Now he regrets that. Why? Because so many children are now being diagnosed with Asperger’s. As the parent of a child with autism, as the friend of many families with parents or children with autism, as the acquaintance of many grown people with autism–including Asperger’s–I can say that many of us would perceive that increase as a good thing. Why? Because that means more people with autism are able to recognize what makes them tick, and it helps them to know that yes, in a world where many of us feel like Temple Grandin’s aptly described “anthropologist on Mars,” there are a lot of other like-minded anthropologists out there.

That’s not Frances’ take. Based on a study done at the time IV was formulated, Asperger’s was “vanishingly rare.” That’s not too shocking given that for most professionals, it didn’t exist yet. The explanation that he offers for the increase in Asperger’s cases isn’t that there is now a diagnostic category for it, but that people–parents, presumably–seek the diagnosis so that their children can get services at school. This part is worth quoting from the piece:

“And so kids who previously might have been considered on the boundary, eccentric, socially shy, but bright and doing well in school would mainstream [into] regular classes,” Frances says. “Now if they get the diagnosis of Asperger’s disorder, [they] get into a special program where they may get $50,000 a year worth of educational services.”

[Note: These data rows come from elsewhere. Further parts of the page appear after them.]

// src/upload/mod.rs
// File selection - one PDF/PNG/JPEG document at a time

mod kind;

pub use kind::{accepted_extensions_hint, DocumentKind};

use std::fs;
use std::path::{Path, PathBuf};
use std::sync::Arc;
use thiserror::Error;

/// The one document held by a session.
#[derive(Debug, Clone, PartialEq)]
pub struct SelectedFile {
    pub name: String,
    pub kind: DocumentKind,
    pub bytes: Arc<[u8]>,
}

impl SelectedFile {
    pub fn new(name: impl Into<String>, kind: DocumentKind, bytes: impl Into<Arc<[u8]>>) -> Self {
        Self {
            name: name.into(),
            kind,
            bytes: bytes.into(),
        }
    }

    pub fn mime_type(&self) -> &'static str {
        self.kind.mime_type()
    }

    pub fn len(&self) -> usize {
        self.bytes.len()
    }

    pub fn is_empty(&self) -> bool {
        self.bytes.is_empty()
    }
}

#[derive(Debug, Error)]
pub enum SelectionError {
    #[error("No file given")]
    NoFile,

    #[error("Only one file can be selected at a time (got {0})")]
    TooManyFiles(usize),

    #[error("Unsupported file type: {0}")]
    UnsupportedType(String),

    #[error("File content does not look like a {expected} document")]
    SignatureMismatch { expected: &'static str },

    #[error("File is empty: {0}")]
    EmptyFile(String),

    #[error("Failed to read {path}: {reason}")]
    Unreadable { path: String, reason: String },
}

/// Drop/browse surface. Accepts exactly one supported document.
#[derive(Debug, Default, Clone)]
pub struct FileSelector;

impl FileSelector {
    pub fn new() -> Self {
        Self
    }

    /// Multi-path entry point (drag and drop); more than one path is rejected.
    pub fn select_many<P: AsRef<Path>>(&self, paths: &[P]) -> Result<SelectedFile, SelectionError> {
        match paths {
            [] => Err(SelectionError::NoFile),
            [single] => self.select(single),
            many => Err(SelectionError::TooManyFiles(many.len())),
        }
    }

    pub fn select(&self, path: impl AsRef<Path>) -> Result<SelectedFile, SelectionError> {
        let path = path.as_ref();
        let kind = Self::kind_from_path(path)?;

        let bytes = fs::read(path).map_err(|e| SelectionError::Unreadable {
            path: path.display().to_string(),
            reason: e.to_string(),
        })?;

        let name = path
            .file_name()
            .map(|n| n.to_string_lossy().into_owned())
            .unwrap_or_else(|| path.display().to_string());

        Self::from_bytes(name, kind, bytes)
    }

    /// Validate an in-memory upload whose type was already resolved.
    pub fn from_bytes(
        name: String,
        kind: DocumentKind,
        bytes: Vec<u8>,
    ) -> Result<SelectedFile, SelectionError> {
        if bytes.is_empty() {
            return Err(SelectionError::EmptyFile(name));
        }

        if !kind.matches_signature(&bytes) {
            return Err(SelectionError::SignatureMismatch {
                expected: kind.mime_type(),
            });
        }

        tracing::info!(
            "Selected {} ({}, {} bytes)",
            name,
            kind.mime_type(),
            bytes.len()
        );

        Ok(SelectedFile::new(name, kind, bytes))
    }

    fn kind_from_path(path: &Path) -> Result<DocumentKind, SelectionError> {
        let ext = path
            .extension()
            .and_then(|e| e.to_str())
            .ok_or_else(|| SelectionError::UnsupportedType(path.display().to_string()))?;

        DocumentKind::from_extension(ext)
            .ok_or_else(|| SelectionError::UnsupportedType(format!(".{}", ext)))
    }
}

/// Expand a leading `~/` so typed paths behave like a file dialog.
pub fn expand_home(input: &str) -> PathBuf {
    let trimmed = input.trim();
    if let Some(rest) = trimmed.strip_prefix("~/") {
        if let Some(home) = dirs::home_dir() {
            return home.join(rest);
        }
    }
    PathBuf::from(trimmed)
}
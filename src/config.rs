use crate::summary::{SummaryLength, DEFAULT_API_BASE_URL};
use serde::{Deserialize, Serialize};
use std::fs;
use std::path::{Path, PathBuf};
use std::time::Duration;

const CONFIG_DIR: &str = "doc-summary";
const CONFIG_FILE: &str = "config.json";

pub const DEFAULT_COPY_FEEDBACK_MS: u64 = 2000;

pub const ENV_API_URL: &str = "DOC_SUMMARY_API_URL";
pub const ENV_SUMMARY_LENGTH: &str = "DOC_SUMMARY_LENGTH";
pub const ENV_TIMEOUT_SECS: &str = "DOC_SUMMARY_TIMEOUT_SECS";

#[derive(Debug, Clone, PartialEq, Serialize, Deserialize)]
#[serde(default)]
pub struct AppConfig {
    pub api_base_url: String,
    pub default_summary_length: String,
    pub request_timeout_secs: Option<u64>,
    pub copy_feedback_ms: u64,
}

impl Default for AppConfig {
    fn default() -> Self {
        Self {
            api_base_url: DEFAULT_API_BASE_URL.to_string(),
            default_summary_length: SummaryLength::default().as_str().to_string(),
            request_timeout_secs: None,
            copy_feedback_ms: DEFAULT_COPY_FEEDBACK_MS,
        }
    }
}

impl AppConfig {
    pub fn summary_length(&self) -> SummaryLength {
        self.default_summary_length.parse().unwrap_or_default()
    }

    pub fn request_timeout(&self) -> Option<Duration> {
        self.request_timeout_secs.map(Duration::from_secs)
    }

    pub fn copy_feedback(&self) -> Duration {
        Duration::from_millis(self.copy_feedback_ms)
    }
}

pub fn normalize_base_url(input: &str) -> String {
    let trimmed = input.trim().trim_end_matches('/');
    if trimmed.is_empty() {
        DEFAULT_API_BASE_URL.to_string()
    } else {
        trimmed.to_string()
    }
}

pub fn normalize_summary_length(input: &str) -> String {
    input
        .parse::<SummaryLength>()
        .unwrap_or_default()
        .as_str()
        .to_string()
}

pub fn normalize_timeout(secs: Option<u64>) -> Option<u64> {
    secs.filter(|s| *s > 0)
}

/// Config file in the platform config dir, overlaid with environment overrides.
pub fn load() -> Result<AppConfig, String> {
    let path = config_path()?;
    let mut config = load_or_create(&path)?;
    apply_env_overrides(&mut config);
    Ok(config)
}

pub fn load_or_create(path: &Path) -> Result<AppConfig, String> {
    if !path.exists() {
        let config = AppConfig::default();
        save_raw(path, &config)?;
        return Ok(config);
    }

    let raw = fs::read_to_string(path).map_err(|e| format!("Failed to read config: {}", e))?;
    match serde_json::from_str::<AppConfig>(&raw) {
        Ok(mut config) => {
            normalize_config(&mut config);
            Ok(config)
        }
        Err(e) => {
            tracing::warn!("Config at {} is invalid ({}), resetting", path.display(), e);
            let backup = path.with_extension("json.bak");
            let _ = fs::copy(path, backup);
            let config = AppConfig::default();
            save_raw(path, &config)?;
            Ok(config)
        }
    }
}

pub fn apply_env_overrides(config: &mut AppConfig) {
    if let Ok(url) = std::env::var(ENV_API_URL) {
        if !url.trim().is_empty() {
            config.api_base_url = normalize_base_url(&url);
        }
    }

    if let Ok(length) = std::env::var(ENV_SUMMARY_LENGTH) {
        match length.parse::<SummaryLength>() {
            Ok(length) => config.default_summary_length = length.as_str().to_string(),
            Err(e) => tracing::warn!("Ignoring {}: {}", ENV_SUMMARY_LENGTH, e),
        }
    }

    if let Ok(raw) = std::env::var(ENV_TIMEOUT_SECS) {
        match raw.trim().parse::<u64>() {
            Ok(secs) => config.request_timeout_secs = normalize_timeout(Some(secs)),
            Err(_) => tracing::warn!("Ignoring {}: not a number of seconds", ENV_TIMEOUT_SECS),
        }
    }
}

fn config_path() -> Result<PathBuf, String> {
    let dir = dirs::config_dir()
        .ok_or_else(|| "Failed to resolve config dir".to_string())?
        .join(CONFIG_DIR);
    fs::create_dir_all(&dir).map_err(|e| format!("Failed to create config dir: {}", e))?;
    Ok(dir.join(CONFIG_FILE))
}

fn save_raw(path: &Path, config: &AppConfig) -> Result<(), String> {
    let json = serde_json::to_string_pretty(config)
        .map_err(|e| format!("Failed to serialize config: {}", e))?;
    fs::write(path, json).map_err(|e| format!("Failed to save config: {}", e))
}

fn normalize_config(config: &mut AppConfig) {
    config.api_base_url = normalize_base_url(&config.api_base_url);
    config.default_summary_length = normalize_summary_length(&config.default_summary_length);
    config.request_timeout_secs = normalize_timeout(config.request_timeout_secs);
    if config.copy_feedback_ms == 0 {
        config.copy_feedback_ms = DEFAULT_COPY_FEEDBACK_MS;
    }
}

The clear inference to draw from this is that there are hundreds of medical professionals out there deliberately stretching the diagnostic checklist for Asperger’s to cover children who are “doing well in school” and who are “socially shy” (what other kind of shy is there?). I have a few problems with this scenario.

First, if your child is doing well in school, you don’t get services. Services are for academic support. Period. There aren’t “special programs.” A child may have academic supports from almost nothing to a full-time aide in an integrated classroom to exclusion in a resource classroom. There is no one “special program.” That’s one reason they call those things INDIVIDUAL education plans. Regardless, if you’re doing well academically, you don’t get these supports. If you have speech or motor deficits, you receive appropriate therapies. But the deficits have to be there–they’re not something you just make up.

Second, if your child is doing well in school, parents and schools and medical professionals don’t generally go looking for a label to slap on the child. Parents seek help because their child has a problem or problems. The gold standard for calling something a disorder is if it interferes regularly with the general processes of daily life. Doing well in school but being “shy” doesn’t meet that standard. With autism, with Asperger’s, we’re talking about debilitating, meltdown-inducing, terror-filling anxiety. There is a difference.

Third, I don’t have a clue where he got the monetary value from, and NPR provides no balance for that statement. It’s just sitting there, making any family with a child receiving any services look like a faking money suck. Nice.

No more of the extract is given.